So kann Schule wirken, wenn die passende Unterstützung fehlt
Der Morgen beginnt ruhig.
Dein Kind zieht sich an, braucht dafür vielleicht etwas länger als andere.
Du spürst:
Es braucht Energie.
Aber es funktioniert noch.
Dann kommt die Schule.
Der Unterricht startet – und dein Kind hängt nach kurzer Zeit ab. Die Klasse macht weiter. Dein Kind beobachtet, versucht dranzubleiben, versteht Teile nicht – und bleibt still.
In der Pause entspannt sich die Lage nicht. Viel Trubel. Viele Eindrücke. Wenig Halt.
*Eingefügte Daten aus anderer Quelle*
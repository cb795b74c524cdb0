//! # Order Desk Core
//!
//! Order storage and aggregation for the Order Desk service.
//!
//! ## Core Concepts
//!
//! - **Order**: a flat, caller-identified record (`id`, `title`, `date`, `type`, `customer`)
//! - **`OrderStore`**: owns the collection, enforces unique ids, persists on every insert
//! - **`DocumentStore`**: persistence seam; the whole collection is one JSON document
//! - **`OrderSummary`**: count, ten most recent ids and distinct customers for a (type, date) pair
//!
//! ## Example
//!
//! ```no_run
//! use order_desk_core::{JsonFileStore, Order, OrderStore};
//! use std::sync::Arc;
//!
//! # async fn example() -> Result<(), Box<dyn std::error::Error>> {
//! let store = OrderStore::open(Arc::new(JsonFileStore::new("db.json"))).await?;
//!
//! store
//!     .insert(Order::new("1", "Standing desk", "2024-01-15", "furniture", "alice"))
//!     .await?;
//!
//! let summary = store.summarize("furniture", "20240115").await;
//! assert_eq!(summary.count, 1);
//! # Ok(())
//! # }
//! ```

pub mod document_store;
pub mod json_file;
pub mod store;
pub mod summary;
pub mod types;

pub use document_store::{DocumentStore, DocumentStoreError, OrderDocument};
pub use json_file::JsonFileStore;
pub use store::{OrderStore, StoreError};
pub use summary::{OrderSummary, RECENT_ORDERS_LIMIT};
pub use types::{CustomerId, Order, OrderId};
Möglicherweise bleibt dein Kind außen vor. Möglicherweise entstehen Streitigkeiten.
Möglicherweise zieht es sich ganz zurück.
Keiner handelt bewusst falsch. Doch kaum jemand erkennt genau, was dein Kind in diesem Moment bräuchte.
So zieht sich der Schultag hin. Kleine Belastungen addieren sich. Die Spannung wächst. Irgendwann reicht es nicht mehr.
Ein Wutausbruch. Ein Abtauchen. Oder schlicht der Gedanke:
„Das schaffe ich nicht.“
Am Nachmittag ist dein Kind wieder daheim. Ausgelaugt. Enttäuscht.
Oder einfach schweigsam.
Hier setzt gute Schulbegleitung an
Nicht erst dann, wenn alles eskaliert. Deutlich früher.
Genau da, wo dein Kind Halt braucht, noch bevor es auffällt.